Source: Kokoulina / Shutterstock.com

The stock still remains 52% below its high from before the pandemic hit. In a way, we should be sympathetic to the company’s situation. Who could have known the world was going to shut down in the manner that it did? 

Admittedly, China is an enormously populated, busy economic powerhouse. So an outbreak in this region should have likely had Carnival, Royal Caribbean (NYSE:RCL) and Norwegian Cruise Line (NYSE:NCLH) a bit more prepared for a worst-case scenario. Heck, it should have had the whole world in a better-prepared situation. 

Alas though, that wasn’t the case and now bulls are wondering if CCL stock and its peers can ever recover.

Breaking Down Carnival

I would bet that not all investors realize just how bad the pandemic hit Carnival. At the top of the story, I pointed out that many stocks rallied shortly after the March 2020 low. But that’s because business quickly rebounded for many of these companies. For some, revenues exploded higher

For Carnival, revenue sank — and it stayed down. 

The company reported five straight quarters where revenue declined more than 85% year over year. Three of those quarters had sales declines of more than 99% year over year. That is stunning!

So, what does a company do that experiences a near-immediate halt to the top of its income statement? Well, it must raise funds. 

In some cases that’s with debt, in other cases it’s with stock sales. For CCL stock, it’s both. Carnival came into 2020 (pre-pandemic) with about $11.5 billion in total debt. As of the most recent quarter, that figure stood at $32.6 billion, a nearly three-fold increase. 

In February, the company had about 700 million shares outstanding versus 1.166 billion at last count. That’s an increase of more than 66% and shows just how dilutive raising capital can be. 

But what other choice did Carnival have? 

Analysts expect $2.2 billion in sales this year and a loss of more than $5 per share. Considering that Carnival did $5.6 billion in sales in 2020 — shocking — and more than $20 billion in sales in 2019, $2.2 billion is just a few drops in the bucket. 

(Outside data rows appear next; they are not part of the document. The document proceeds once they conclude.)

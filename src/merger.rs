//! Iterative p-way tournament merging.

use std::cmp::Reverse;
use std::collections::BinaryHeap;
use std::error::Error;
use std::path::Path;

use log;

use crate::run::{Run, RunWriter};
use crate::sort::SortError;

/// Tournament merger for a single merge group.
/// Merges multiple sorted inputs into a single sorted output by popping the
/// global minimum among the current heads and refilling from its source.
/// Time complexity is *m* \* log(*n*) in worst case where *m* is the number
/// of records, *n* is the number of sources.
pub struct TournamentMerger<E, C>
where
    E: Error,
    C: IntoIterator<Item = Result<i64, E>>,
{
    // heap entries are (value, source index) pairs ordered by value only;
    // binary heap is max-heap by default so the value is reversed
    items: BinaryHeap<(Reverse<i64>, usize)>,
    sources: Vec<C::IntoIter>,
    // number of sources whose head has been pulled; priming resumes here
    // after an error so no source head is read twice
    primed: usize,
}

impl<E, C> TournamentMerger<E, C>
where
    E: Error,
    C: IntoIterator<Item = Result<i64, E>>,
{
    /// Creates a merger over the given sources.
    /// Source records must be sorted in ascending order otherwise the result
    /// is undefined.
    ///
    /// # Arguments
    /// * `sources` - Sorted inputs to be merged into a single sorted output
    pub fn new<I>(sources: I) -> Self
    where
        I: IntoIterator<Item = C>,
    {
        let sources = Vec::from_iter(sources.into_iter().map(|s| s.into_iter()));
        let items = BinaryHeap::with_capacity(sources.len());

        TournamentMerger {
            items,
            sources,
            primed: 0,
        }
    }
}

impl<E, C> Iterator for TournamentMerger<E, C>
where
    E: Error,
    C: IntoIterator<Item = Result<i64, E>>,
{
    type Item = Result<i64, E>;

    /// Returns the next record from the sources in ascending order.
    /// A source that yields an error contributes no further records; the
    /// remaining sources are unaffected.
    fn next(&mut self) -> Option<Self::Item> {
        while self.primed < self.sources.len() {
            let idx = self.primed;
            self.primed += 1;
            if let Some(record) = self.sources[idx].next() {
                match record {
                    Ok(record) => self.items.push((Reverse(record), idx)),
                    Err(err) => return Some(Err(err)),
                }
            }
        }

        let (Reverse(result), idx) = self.items.pop()?;
        if let Some(record) = self.sources[idx].next() {
            match record {
                Ok(record) => self.items.push((Reverse(record), idx)),
                Err(err) => return Some(Err(err)),
            }
        }

        Some(Ok(result))
    }
}

/// Merge pass driver.
/// Repeatedly merges groups of up to `fan_in` consecutive runs into new runs
/// until a single fully sorted run remains, then relocates it to the output
/// path.
pub struct RunMerger {
    fan_in: usize,
}

impl RunMerger {
    /// Creates a merger with the given fan-in factor.
    pub fn new(fan_in: usize) -> Self {
        RunMerger { fan_in }
    }

    /// Merges `runs` down to a single store at `output`, creating the
    /// intermediate stores under `tmp_dir`. Returns the number of passes
    /// performed; an empty run list performs zero passes and leaves `output`
    /// untouched.
    ///
    /// Unreadable sources within a group are skipped, and a failure to delete
    /// a consumed store is reported but does not abort the pass.
    pub fn merge(&self, runs: Vec<Run>, tmp_dir: &Path, output: &Path) -> Result<u64, SortError> {
        let mut current = runs;
        let mut passes: u64 = 0;

        while current.len() > 1 {
            passes += 1;
            let mut next_pass = Vec::with_capacity((current.len() + self.fan_in - 1) / self.fan_in);

            for (group_idx, group) in current.chunks(self.fan_in).enumerate() {
                let path = tmp_dir.join(format!("temp_pass_{}_{}", passes, group_idx));
                let mut writer = RunWriter::create(path).map_err(SortError::Io)?;

                let mut sources = Vec::with_capacity(group.len());
                for run in group {
                    match run.open() {
                        Ok(reader) => sources.push(reader),
                        // partial-failure tolerant: merge the remaining sources
                        Err(err) => {
                            log::warn!("run store {} not readable, skipped: {}", run.path().display(), err)
                        }
                    }
                }

                for record in TournamentMerger::new(sources) {
                    let record = record.map_err(SortError::Io)?;
                    writer.push(record).map_err(SortError::Io)?;
                }

                next_pass.push(writer.finish().map_err(SortError::Io)?);
            }

            for run in current {
                if let Err(err) = run.remove() {
                    log::warn!("consumed run store not deleted: {}", err);
                }
            }

            log::debug!("merge pass {} done ({} runs remain)", passes, next_pass.len());
            current = next_pass;
        }

        if let Some(run) = current.pop() {
            run.persist(output).map_err(SortError::Io)?;
        }

        Ok(passes)
    }
}

#[cfg(test)]
mod test {
    use std::error::Error;
    use std::io::{self, ErrorKind};

    use rstest::*;

    use super::{RunMerger, TournamentMerger};
    use crate::run::{Run, RunWriter};

    #[rstest]
    #[case(
        vec![],
        vec![],
    )]
    #[case(
        vec![
            vec![],
            vec![]
        ],
        vec![],
    )]
    #[case(
        vec![
            vec![Ok(4), Ok(5), Ok(7)],
            vec![Ok(1), Ok(6)],
            vec![Ok(3)],
            vec![],
        ],
        vec![Ok(1), Ok(3), Ok(4), Ok(5), Ok(6), Ok(7)],
    )]
    #[case(
        vec![
            vec![Ok(1), Ok(2), Ok(2)],
            vec![Ok(2), Ok(3)],
        ],
        vec![Ok(1), Ok(2), Ok(2), Ok(2), Ok(3)],
    )]
    #[case(
        vec![
            vec![Result::Err(io::Error::new(ErrorKind::Other, "test error"))]
        ],
        vec![
            Result::Err(io::Error::new(ErrorKind::Other, "test error"))
        ],
    )]
    #[case(
        vec![
            vec![Ok(3), Result::Err(io::Error::new(ErrorKind::Other, "test error"))],
            vec![Ok(1), Ok(2)],
        ],
        vec![
            Ok(1),
            Ok(2),
            Result::Err(io::Error::new(ErrorKind::Other, "test error")),
        ],
    )]
    fn test_tournament_merger(
        #[case] sources: Vec<Vec<io::Result<i64>>>,
        #[case] expected_result: Vec<io::Result<i64>>,
    ) {
        let merger = TournamentMerger::new(sources);
        let actual_result = merger.collect();
        assert!(
            compare_vectors_of_result::<_, io::Error>(&actual_result, &expected_result),
            "actual={:?}, expected={:?}",
            actual_result,
            expected_result
        );
    }

    #[rstest]
    fn test_merger_resumes_priming_after_error_without_rereading_heads() {
        let sources = vec![
            vec![Result::Err(io::Error::new(ErrorKind::Other, "test error")), Ok(9)],
            vec![Ok(1), Ok(2)],
        ];

        let mut merger = TournamentMerger::new(sources);
        assert!(merger.next().unwrap().is_err());

        // the failed source is out of the tournament; the others merge once each
        let rest: Vec<i64> = merger.map(Result::unwrap).collect();
        assert_eq!(rest, vec![1, 2]);
    }

    fn compare_vectors_of_result<T: PartialEq, E: Error + 'static>(
        actual: &Vec<Result<T, E>>,
        expected: &Vec<Result<T, E>>,
    ) -> bool {
        actual.len() == expected.len()
            && actual
                .into_iter()
                .zip(expected)
                .all(
                    |(actual_result, expected_result)| match (actual_result, expected_result) {
                        (Ok(actual_result), Ok(expected_result)) if actual_result == expected_result => true,
                        (Err(actual_err), Err(expected_err)) => actual_err.to_string() == expected_err.to_string(),
                        _ => false,
                    },
                )
    }

    #[fixture]
    fn tmp_dir() -> tempfile::TempDir {
        tempfile::tempdir().unwrap()
    }

    fn write_run(dir: &tempfile::TempDir, name: &str, records: &[i64]) -> Run {
        let mut writer = RunWriter::create(dir.path().join(name)).unwrap();
        for &record in records {
            writer.push(record).unwrap();
        }
        writer.finish().unwrap()
    }

    fn read_output(path: &std::path::Path) -> Vec<i64> {
        std::fs::read_to_string(path)
            .unwrap()
            .lines()
            .map(|line| line.parse().unwrap())
            .collect()
    }

    #[rstest]
    fn test_merge_single_run_performs_no_pass(tmp_dir: tempfile::TempDir) {
        let runs = vec![write_run(&tmp_dir, "run_0", &[1, 2, 3])];
        let output = tmp_dir.path().join("sorted.txt");

        let passes = RunMerger::new(2).merge(runs, tmp_dir.path(), &output).unwrap();

        assert_eq!(passes, 0);
        assert_eq!(read_output(&output), vec![1, 2, 3]);
    }

    #[rstest]
    fn test_merge_no_runs_performs_no_pass(tmp_dir: tempfile::TempDir) {
        let output = tmp_dir.path().join("sorted.txt");

        let passes = RunMerger::new(2).merge(vec![], tmp_dir.path(), &output).unwrap();

        assert_eq!(passes, 0);
        assert!(!output.exists());
    }

    #[rstest]
    fn test_merge_three_runs_two_ways(tmp_dir: tempfile::TempDir) {
        let runs = vec![
            write_run(&tmp_dir, "run_0", &[3, 5, 8, 9]),
            write_run(&tmp_dir, "run_1", &[1, 2, 7]),
            write_run(&tmp_dir, "run_2", &[0, 4, 6]),
        ];
        let output = tmp_dir.path().join("sorted.txt");

        let passes = RunMerger::new(2).merge(runs, tmp_dir.path(), &output).unwrap();

        assert_eq!(passes, 2);
        assert_eq!(read_output(&output), Vec::from_iter(0..10));
    }

    #[rstest]
    fn test_consumed_stores_are_deleted(tmp_dir: tempfile::TempDir) {
        let runs = vec![
            write_run(&tmp_dir, "run_0", &[1, 3]),
            write_run(&tmp_dir, "run_1", &[2, 4]),
        ];
        let consumed: Vec<_> = runs.iter().map(|run| run.path().to_path_buf()).collect();
        let output = tmp_dir.path().join("sorted.txt");

        RunMerger::new(2).merge(runs, tmp_dir.path(), &output).unwrap();

        assert!(consumed.iter().all(|path| !path.exists()));
    }

    #[rstest]
    fn test_missing_source_is_skipped(tmp_dir: tempfile::TempDir) {
        let runs = vec![
            write_run(&tmp_dir, "run_0", &[1, 3]),
            write_run(&tmp_dir, "run_1", &[2, 4]),
        ];
        std::fs::remove_file(runs[0].path()).unwrap();
        let output = tmp_dir.path().join("sorted.txt");

        let passes = RunMerger::new(2).merge(runs, tmp_dir.path(), &output).unwrap();

        assert_eq!(passes, 1);
        assert_eq!(read_output(&output), vec![2, 4]);
    }
}
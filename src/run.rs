//! Run storage.
//!
//! A run is a sorted sequence of records materialized as a sequential store
//! on the file system. Every store has exactly one writer during its creation
//! and, once closed, is read back at most once by the following merge pass,
//! so no store is ever read while still being written.

use std::fs;
use std::io;
use std::io::prelude::*;
use std::path::{Path, PathBuf};

/// Write handle for a run store under construction.
/// Records must be pushed in non-decreasing order; the writer does not check.
pub struct RunWriter {
    writer: io::BufWriter<fs::File>,
    path: PathBuf,
}

impl RunWriter {
    /// Creates a new store at `path`, truncating any previous file.
    pub fn create(path: PathBuf) -> io::Result<Self> {
        let file = fs::File::create(&path)?;
        Ok(RunWriter {
            writer: io::BufWriter::new(file),
            path,
        })
    }

    /// Appends a record to the store, one text line per record.
    pub fn push(&mut self, record: i64) -> io::Result<()> {
        writeln!(self.writer, "{}", record)
    }

    /// Flushes and closes the store, returning an immutable handle to it.
    pub fn finish(mut self) -> io::Result<Run> {
        self.writer.flush()?;
        Ok(Run { path: self.path })
    }
}

/// Handle to a closed, immutable run store.
pub struct Run {
    path: PathBuf,
}

impl Run {
    /// Opens the store for reading.
    pub fn open(&self) -> io::Result<RunReader> {
        let file = fs::File::open(&self.path)?;
        Ok(RunReader {
            lines: io::BufReader::new(file).lines(),
        })
    }

    /// Deletes the store's backing file, consuming the handle.
    pub fn remove(self) -> io::Result<()> {
        fs::remove_file(&self.path)
    }

    /// Relocates the store to `dest`, creating or overwriting it.
    /// Falls back to copy-and-delete when `dest` is on another file system.
    pub fn persist(self, dest: &Path) -> io::Result<()> {
        match fs::rename(&self.path, dest) {
            Ok(()) => Ok(()),
            Err(_) => {
                fs::copy(&self.path, dest)?;
                fs::remove_file(&self.path)
            }
        }
    }

    /// Returns the path of the backing file.
    pub fn path(&self) -> &Path {
        &self.path
    }
}

/// Iterator over the records of a run store, in write order.
pub struct RunReader {
    lines: io::Lines<io::BufReader<fs::File>>,
}

impl Iterator for RunReader {
    type Item = io::Result<i64>;

    fn next(&mut self) -> Option<Self::Item> {
        let line = match self.lines.next()? {
            Ok(line) => line,
            Err(err) => return Some(Err(err)),
        };

        match line.trim().parse() {
            Ok(record) => Some(Ok(record)),
            Err(err) => Some(Err(io::Error::new(io::ErrorKind::InvalidData, err))),
        }
    }
}
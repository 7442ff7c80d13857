//! Record input stream.

use std::io;
use std::io::prelude::*;

/// Lazy record cursor over a whitespace-delimited integer text stream.
/// Lines are tokenized on demand; a line containing any token that does not
/// parse as an [`i64`] is skipped in its entirety, so none of its tokens are
/// ever yielded. A numeric token outside the [`i64`] range counts as
/// unparsable and discards its line like any other malformed token.
/// Blank lines are ignored.
pub struct RecordReader<B: BufRead> {
    reader: B,
    line: String,
    buffer: Vec<i64>,
    buffer_pos: usize,
}

impl<B: BufRead> RecordReader<B> {
    /// Creates a record reader over a buffered text stream.
    pub fn new(reader: B) -> Self {
        RecordReader {
            reader,
            line: String::new(),
            buffer: Vec::new(),
            buffer_pos: 0,
        }
    }
}

impl<B: BufRead> Iterator for RecordReader<B> {
    type Item = io::Result<i64>;

    /// Returns the next record from the stream, or [`None`] at end of input.
    fn next(&mut self) -> Option<Self::Item> {
        if self.buffer_pos < self.buffer.len() {
            let value = self.buffer[self.buffer_pos];
            self.buffer_pos += 1;
            return Some(Ok(value));
        }

        loop {
            self.line.clear();
            match self.reader.read_line(&mut self.line) {
                Ok(0) => return None,
                Ok(_) => {}
                Err(err) => return Some(Err(err)),
            }

            let line = self.line.trim();
            if line.is_empty() {
                continue;
            }

            // line-granular validation: one bad token discards the whole line
            let parsed: Result<Vec<i64>, _> = line.split_whitespace().map(str::parse).collect();
            match parsed {
                Ok(numbers) => {
                    self.buffer = numbers;
                    self.buffer_pos = 1;
                    return Some(Ok(self.buffer[0]));
                }
                Err(_) => continue,
            }
        }
    }
}

#[cfg(test)]
mod test {
    use std::io;

    use rstest::*;

    use super::RecordReader;

    fn read_all(input: &str) -> Vec<i64> {
        let reader = RecordReader::new(io::Cursor::new(input));
        let result: io::Result<Vec<i64>> = reader.collect();
        result.unwrap()
    }

    #[rstest]
    #[case("", vec![])]
    #[case("42", vec![42])]
    #[case("5 3 8", vec![5, 3, 8])]
    #[case("5 3\n8\n\n1 9", vec![5, 3, 8, 1, 9])]
    #[case("  7\t-2  \n\n", vec![7, -2])]
    #[case("-1 +2 -3", vec![-1, 2, -3])]
    #[case("9223372036854775807 -9223372036854775808", vec![i64::MAX, i64::MIN])]
    fn test_tokenization(#[case] input: &str, #[case] expected: Vec<i64>) {
        assert_eq!(read_all(input), expected);
    }

    #[rstest]
    #[case("abc def", vec![])]
    #[case("1 2\nabc def\n3 4", vec![1, 2, 3, 4])]
    #[case("1 x 2\n3", vec![3])]
    #[case("1.5 2\n3", vec![3])]
    #[case("9223372036854775808 1\n2", vec![2])]
    fn test_malformed_line_skipped_entirely(#[case] input: &str, #[case] expected: Vec<i64>) {
        assert_eq!(read_all(input), expected);
    }

    #[rstest]
    fn test_io_error_is_yielded() {
        struct FailingReader;

        impl io::Read for FailingReader {
            fn read(&mut self, _buf: &mut [u8]) -> io::Result<usize> {
                Err(io::Error::new(io::ErrorKind::Other, "test error"))
            }
        }

        let mut reader = RecordReader::new(io::BufReader::new(FailingReader));
        assert!(reader.next().unwrap().is_err());
    }
}
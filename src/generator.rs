//! Replacement-selection run generation.

use std::cmp::Reverse;
use std::collections::BinaryHeap;
use std::io;
use std::path::Path;

use log;

use crate::run::{Run, RunWriter};
use crate::sort::SortError;

/// Result of the run generation phase: the produced run handles, in creation
/// order, and the total number of records read from the input.
pub struct RunBatch {
    pub runs: Vec<Run>,
    pub records: u64,
}

/// Initial run generator.
/// Produces sorted runs typically larger than the working-set bound by
/// replacement selection: the just-written minimum is continuously replaced
/// with a newly read record, and records too small to extend the current run
/// are deferred to the next one. Memory usage is bounded by `fan_in` resident
/// records across both working sets.
pub struct RunGenerator {
    fan_in: usize,
}

impl RunGenerator {
    /// Creates a generator with the given working-set bound.
    pub fn new(fan_in: usize) -> Self {
        RunGenerator { fan_in }
    }

    /// Consumes the input stream and writes one store per run under `tmp_dir`.
    /// An empty or fully unparsable input yields an empty batch.
    ///
    /// # Arguments
    /// * `input` - Input stream records are fetched from
    /// * `tmp_dir` - Directory the run stores are created in
    pub fn generate<I>(&self, input: I, tmp_dir: &Path) -> Result<RunBatch, SortError>
    where
        I: IntoIterator<Item = io::Result<i64>>,
    {
        let mut input = input.into_iter();
        // std's binary heap is a max-heap, reversed here to pop minima
        let mut active: BinaryHeap<Reverse<i64>> = BinaryHeap::with_capacity(self.fan_in);
        let mut deferred: BinaryHeap<Reverse<i64>> = BinaryHeap::with_capacity(self.fan_in);

        let mut runs: Vec<Run> = Vec::new();
        let mut records: u64 = 0;

        while active.len() < self.fan_in {
            match input.next() {
                Some(Ok(value)) => {
                    records += 1;
                    active.push(Reverse(value));
                }
                Some(Err(err)) => return Err(SortError::Input(err)),
                None => break,
            }
        }

        while !active.is_empty() {
            let path = tmp_dir.join(format!("run_{}", runs.len()));
            let mut writer = RunWriter::create(path).map_err(SortError::Io)?;

            while let Some(Reverse(minimum)) = active.pop() {
                writer.push(minimum).map_err(SortError::Io)?;
                let last_output = minimum;

                match input.next() {
                    Some(Ok(value)) => {
                        records += 1;
                        if value >= last_output {
                            // still fits the run in progress
                            active.push(Reverse(value));
                        } else {
                            deferred.push(Reverse(value));
                        }
                    }
                    Some(Err(err)) => return Err(SortError::Input(err)),
                    None => {}
                }
            }

            let run = writer.finish().map_err(SortError::Io)?;
            log::debug!("run {} closed at {}", runs.len(), run.path().display());
            runs.push(run);

            std::mem::swap(&mut active, &mut deferred);
        }

        log::info!("run generation done ({} records, {} runs)", records, runs.len());

        Ok(RunBatch { runs, records })
    }
}
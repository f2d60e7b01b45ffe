//! Explicit session context.
//!
//! A [`SessionManager`] owns the lifecycle of the bearer token: `begin` on login,
//! `current` at every protected screen mount, `end` on logout. Screens receive the
//! resulting [`ExpertSession`] and pass it into each authenticated API call.

use serde_json::Value;
use std::sync::Arc;
use tracing::{info, warn};

use crate::{error::Result, models::Credentials, store::LocalStore};

pub const TOKEN_KEY: &str = "authToken";
pub const USER_KEY: &str = "userInfo";

/// An authenticated expert: bearer token plus the user object returned at login.
#[derive(Debug, Clone, PartialEq)]
pub struct ExpertSession {
    token: String,
    user: Value,
}

impl ExpertSession {
    pub fn new(token: impl Into<String>, user: Value) -> Self {
        Self {
            token: token.into(),
            user,
        }
    }

    pub fn token(&self) -> &str {
        &self.token
    }

    pub fn user(&self) -> &Value {
        &self.user
    }

    pub fn bearer(&self) -> String {
        format!("Bearer {}", self.token)
    }
}

#[derive(Clone)]
pub struct SessionManager {
    store: Arc<dyn LocalStore>,
}

impl SessionManager {
    pub fn new(store: Arc<dyn LocalStore>) -> Self {
        Self { store }
    }

    /// Persist credentials and return the live session.
    pub async fn begin(&self, credentials: Credentials) -> Result<ExpertSession> {
        self.store
            .set(TOKEN_KEY, credentials.token.clone())
            .await?;
        self.store
            .set(USER_KEY, serde_json::to_string(&credentials.user)?)
            .await?;
        info!("Session started");
        Ok(ExpertSession::new(credentials.token, credentials.user))
    }

    /// Session currently persisted, if any. A missing or empty token means signed out.
    pub async fn current(&self) -> Result<Option<ExpertSession>> {
        let token = match self.store.get(TOKEN_KEY).await? {
            Some(token) if !token.is_empty() => token,
            _ => return Ok(None),
        };

        let user = match self.store.get(USER_KEY).await? {
            Some(raw) => serde_json::from_str(&raw).unwrap_or_else(|e| {
                warn!("Stored user object is unreadable: {}", e);
                Value::Null
            }),
            None => Value::Null,
        };

        Ok(Some(ExpertSession::new(token, user)))
    }

    pub async fn end(&self) -> Result<()> {
        self.store.remove(TOKEN_KEY).await?;
        self.store.remove(USER_KEY).await?;
        info!("Session ended");
        Ok(())
    }
}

However, 2022 should be better. Analysts expect breakeven operations on $15.4 billion in sales.

Sailing With Covid

Norwegian recently said it should have 75% of its ships sailing by January and all of them back in action by April. Carnival plans to have 90% of its ships sailing by February. So, there is optimism in the industry. The problem is Covid and how much more havoc it’s going to cause. 

Will the Delta variant gain momentum? Will the fall and winter seasons drive up case counts? Will another variant emerge? 

These are all important questions that could impact tourism. 

But so are the positive questions. With more than 75% of U.S. adults receiving at least one shot of the vaccine, will it allow case count growth (and more importantly, death counts) to slow? Will new treatments — like Merck’s (NYSE:MRK) oral application — help slow the impact? Will vaccine “passports” allow a return to sailing even if case counts are on the rise? 

We don’t have answers to these questions, but they are what we have to consider with CCL stock and its peers.

Trading CCL Stock

The chart is pretty complicated, littered with retracement levels and moving averages. However, the weekly chart gives a good snapshot of CCL stock — and the levels aren’t as complex as they seem. 

Notice how the stock has been bouncing between these key retracement levels. The 38.2% retracement was resistance in Q2 2020 and Q4 2020. Then it was support through the first six months of this year, then resistance again in Q3. 

Now back above it, bulls want to see CCL stock maintain above the 38.2% retracement (at $24.66). This level also comes into play near a bevy of daily and weekly moving averages and VWAP measures. 

To lose $23.50 is to lose all of these marks as support. That puts uptrend support in play, followed by the $20 level. 

On the upside, let’s see if CCL stock can climb to the $29.50 to $31.50 area. This stock will need to the technicals to behave well, because even though business should be coming back strong, Carnival has a lot to prove as concerns still swirl. 

On the date of publication, Bret Kenwell did not have (either directly or indirectly) any positions in the securities mentioned in this article. The opinions expressed in this article are those of the writer, subject to the InvestorPlace.com Publishing Guidelines.